- Opening Delimiter -
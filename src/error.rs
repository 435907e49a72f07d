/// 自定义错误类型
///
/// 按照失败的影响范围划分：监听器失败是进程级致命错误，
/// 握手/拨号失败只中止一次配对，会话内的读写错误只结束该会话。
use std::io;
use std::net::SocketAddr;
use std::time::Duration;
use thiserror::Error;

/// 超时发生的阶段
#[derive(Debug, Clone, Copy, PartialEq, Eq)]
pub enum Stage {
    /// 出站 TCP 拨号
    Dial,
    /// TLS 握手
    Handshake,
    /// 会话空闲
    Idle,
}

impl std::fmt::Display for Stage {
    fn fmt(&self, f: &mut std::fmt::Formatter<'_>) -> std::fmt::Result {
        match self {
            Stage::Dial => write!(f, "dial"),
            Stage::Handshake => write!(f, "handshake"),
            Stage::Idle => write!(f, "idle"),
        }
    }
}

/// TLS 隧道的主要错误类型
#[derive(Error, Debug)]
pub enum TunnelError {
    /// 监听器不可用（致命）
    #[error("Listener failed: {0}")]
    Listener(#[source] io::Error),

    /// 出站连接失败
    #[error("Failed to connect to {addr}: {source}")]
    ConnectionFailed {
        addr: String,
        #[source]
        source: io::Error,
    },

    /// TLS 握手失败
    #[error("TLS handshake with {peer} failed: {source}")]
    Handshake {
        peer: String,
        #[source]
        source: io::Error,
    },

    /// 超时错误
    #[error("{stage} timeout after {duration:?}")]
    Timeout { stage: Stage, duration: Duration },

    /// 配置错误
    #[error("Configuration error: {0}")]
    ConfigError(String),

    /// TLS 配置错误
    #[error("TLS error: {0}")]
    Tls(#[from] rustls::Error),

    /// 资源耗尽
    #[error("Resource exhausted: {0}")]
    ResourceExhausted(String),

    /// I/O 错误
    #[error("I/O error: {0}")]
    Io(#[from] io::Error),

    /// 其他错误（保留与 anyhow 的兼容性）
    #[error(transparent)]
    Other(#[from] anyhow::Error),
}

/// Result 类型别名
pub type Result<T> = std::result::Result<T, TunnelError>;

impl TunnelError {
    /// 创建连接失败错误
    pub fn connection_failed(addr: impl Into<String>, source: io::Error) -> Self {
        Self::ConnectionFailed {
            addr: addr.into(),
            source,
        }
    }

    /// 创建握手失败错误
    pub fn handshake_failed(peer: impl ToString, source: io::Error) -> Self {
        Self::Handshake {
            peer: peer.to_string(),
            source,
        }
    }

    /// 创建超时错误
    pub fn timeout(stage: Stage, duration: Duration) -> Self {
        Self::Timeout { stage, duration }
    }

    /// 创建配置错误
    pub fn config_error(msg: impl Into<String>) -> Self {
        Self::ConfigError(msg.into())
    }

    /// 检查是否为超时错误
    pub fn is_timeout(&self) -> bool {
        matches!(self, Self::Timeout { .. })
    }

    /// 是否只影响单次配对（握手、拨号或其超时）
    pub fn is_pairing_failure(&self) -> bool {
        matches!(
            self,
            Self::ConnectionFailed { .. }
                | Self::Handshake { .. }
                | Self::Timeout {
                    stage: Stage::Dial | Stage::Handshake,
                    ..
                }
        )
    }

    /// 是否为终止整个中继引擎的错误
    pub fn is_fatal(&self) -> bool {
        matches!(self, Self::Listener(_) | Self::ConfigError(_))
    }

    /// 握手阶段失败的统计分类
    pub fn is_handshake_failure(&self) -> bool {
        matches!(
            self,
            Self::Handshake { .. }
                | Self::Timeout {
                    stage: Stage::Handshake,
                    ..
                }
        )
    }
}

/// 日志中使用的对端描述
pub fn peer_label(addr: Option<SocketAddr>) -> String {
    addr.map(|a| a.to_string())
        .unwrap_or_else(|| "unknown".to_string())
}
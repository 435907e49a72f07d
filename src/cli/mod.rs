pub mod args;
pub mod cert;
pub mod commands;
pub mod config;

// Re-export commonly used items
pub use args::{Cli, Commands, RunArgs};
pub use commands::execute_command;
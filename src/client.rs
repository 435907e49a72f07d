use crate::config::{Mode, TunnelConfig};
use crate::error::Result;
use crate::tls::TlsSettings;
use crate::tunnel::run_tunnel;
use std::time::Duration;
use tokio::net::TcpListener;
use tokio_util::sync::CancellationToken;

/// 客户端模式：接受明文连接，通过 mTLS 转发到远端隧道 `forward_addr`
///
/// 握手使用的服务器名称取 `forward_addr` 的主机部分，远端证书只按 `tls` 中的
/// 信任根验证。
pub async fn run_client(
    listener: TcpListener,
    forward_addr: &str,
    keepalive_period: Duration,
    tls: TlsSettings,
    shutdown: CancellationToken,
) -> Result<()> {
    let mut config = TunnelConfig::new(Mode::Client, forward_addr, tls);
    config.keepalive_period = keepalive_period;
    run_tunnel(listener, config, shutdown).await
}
- Closing Delimiter -
Make a word-for-word copy of the records.

● Solution to this task:
filename src/error.rs
repository 435907e49a72f07d
/// 自定义错误类型
///
/// 按照失败的影响范围划分：监听器失败是进程级致命错误，
/// 握手/拨号失败只中止一次配对，会话内的读写错误只结束该会话。
use std::io;
use std::net::SocketAddr;
use std::time::Duration;
use thiserror::Error;

/// 超时发生的阶段
#[derive(Debug, Clone, Copy, PartialEq, Eq)]
pub enum Stage {
    /// 出站 TCP 拨号
    Dial,
    /// TLS 握手
    Handshake,
    /// 会话空闲
    Idle,
}

impl std::fmt::Display for Stage {
    fn fmt(&self, f: &mut std::fmt::Formatter<'_>) -> std::fmt::Result {
        match self {
            Stage::Dial => write!(f, "dial"),
            Stage::Handshake => write!(f, "handshake"),
            Stage::Idle => write!(f, "idle"),
        }
    }
}

/// TLS 隧道的主要错误类型
#[derive(Error, Debug)]
pub enum TunnelError {
    /// 监听器不可用（致命）
    #[error("Listener failed: {0}")]
    Listener(#[source] io::Error),

    /// 出站连接失败
    #[error("Failed to connect to {addr}: {source}")]
    ConnectionFailed {
        addr: String,
        #[source]
        source: io::Error,
    },

    /// TLS 握手失败
    #[error("TLS handshake with {peer} failed: {source}")]
    Handshake {
        peer: String,
        #[source]
        source: io::Error,
    },

    /// 超时错误
    #[error("{stage} timeout after {duration:?}")]
    Timeout { stage: Stage, duration: Duration },

    /// 配置错误
    #[error("Configuration error: {0}")]
    ConfigError(String),

    /// TLS 配置错误
    #[error("TLS error: {0}")]
    Tls(#[from] rustls::Error),

    /// 资源耗尽
    #[error("Resource exhausted: {0}")]
    ResourceExhausted(String),

    /// I/O 错误
    #[error("I/O error: {0}")]
    Io(#[from] io::Error),

    /// 其他错误（保留与 anyhow 的兼容性）
    #[error(transparent)]
    Other(#[from] anyhow::Error),
}

/// Result 类型别名
pub type Result<T> = std::result::Result<T, TunnelError>;

impl TunnelError {
    /// 创建连接失败错误
    pub fn connection_failed(addr: impl Into<String>, source: io::Error) -> Self {
        Self::ConnectionFailed {
            addr: addr.into(),
            source,
        }
    }

    /// 创建握手失败错误
    pub fn handshake_failed(peer: impl ToString, source: io::Error) -> Self {
        Self::Handshake {
            peer: peer.to_string(),
            source,
        }
    }

    /// 创建超时错误
    pub fn timeout(stage: Stage, duration: Duration) -> Self {
        Self::Timeout { stage, duration }
    }

    /// 创建配置错误
    pub fn config_error(msg: impl Into<String>) -> Self {
        Self::ConfigError(msg.into())
    }

    /// 检查是否为超时错误
    pub fn is_timeout(&self) -> bool {
        matches!(self, Self::Timeout { .. })
    }

    /// 是否只影响单次配对（握手、拨号或其超时）
    pub fn is_pairing_failure(&self) -> bool {
        matches!(
            self,
            Self::ConnectionFailed { .. }
                | Self::Handshake { .. }
                | Self::Timeout {
                    stage: Stage::Dial | Stage::Handshake,
                    ..
                }
        )
    }

    /// 是否为终止整个中继引擎的错误
    pub fn is_fatal(&self) -> bool {
        matches!(self, Self::Listener(_) | Self::ConfigError(_))
    }

    /// 握手阶段失败的统计分类
    pub fn is_handshake_failure(&self) -> bool {
        matches!(
            self,
            Self::Handshake { .. }
                | Self::Timeout {
                    stage: Stage::Handshake,
                    ..
                }
        )
    }
}

/// 日志中使用的对端描述
pub fn peer_label(addr: Option<SocketAddr>) -> String {
    addr.map(|a| a.to_string())
        .unwrap_or_else(|| "unknown".to_string())
}
repository 435907e49a72f07d
filename src/cli/mod.rs
pub mod args;
pub mod cert;
pub mod commands;
pub mod config;

// Re-export commonly used items
pub use args::{Cli, Commands, RunArgs};
pub use commands::execute_command;
filename src/client.rs
repository 435907e49a72f07d
use crate::config::{Mode, TunnelConfig};
use crate::error::Result;
use crate::tls::TlsSettings;
use crate::tunnel::run_tunnel;
use std::time::Duration;
use tokio::net::TcpListener;
use tokio_util::sync::CancellationToken;

/// 客户端模式：接受明文连接，通过 mTLS 转发到远端隧道 `forward_addr`
///
/// 握手使用的服务器名称取 `forward_addr` 的主机部分，远端证书只按 `tls` 中的
/// 信任根验证。
pub async fn run_client(
    listener: TcpListener,
    forward_addr: &str,
    keepalive_period: Duration,
    tls: TlsSettings,
    shutdown: CancellationToken,
) -> Result<()> {
    let mut config = TunnelConfig::new(Mode::Client, forward_addr, tls);
    config.keepalive_period = keepalive_period;
    run_tunnel(listener, config, shutdown).await
}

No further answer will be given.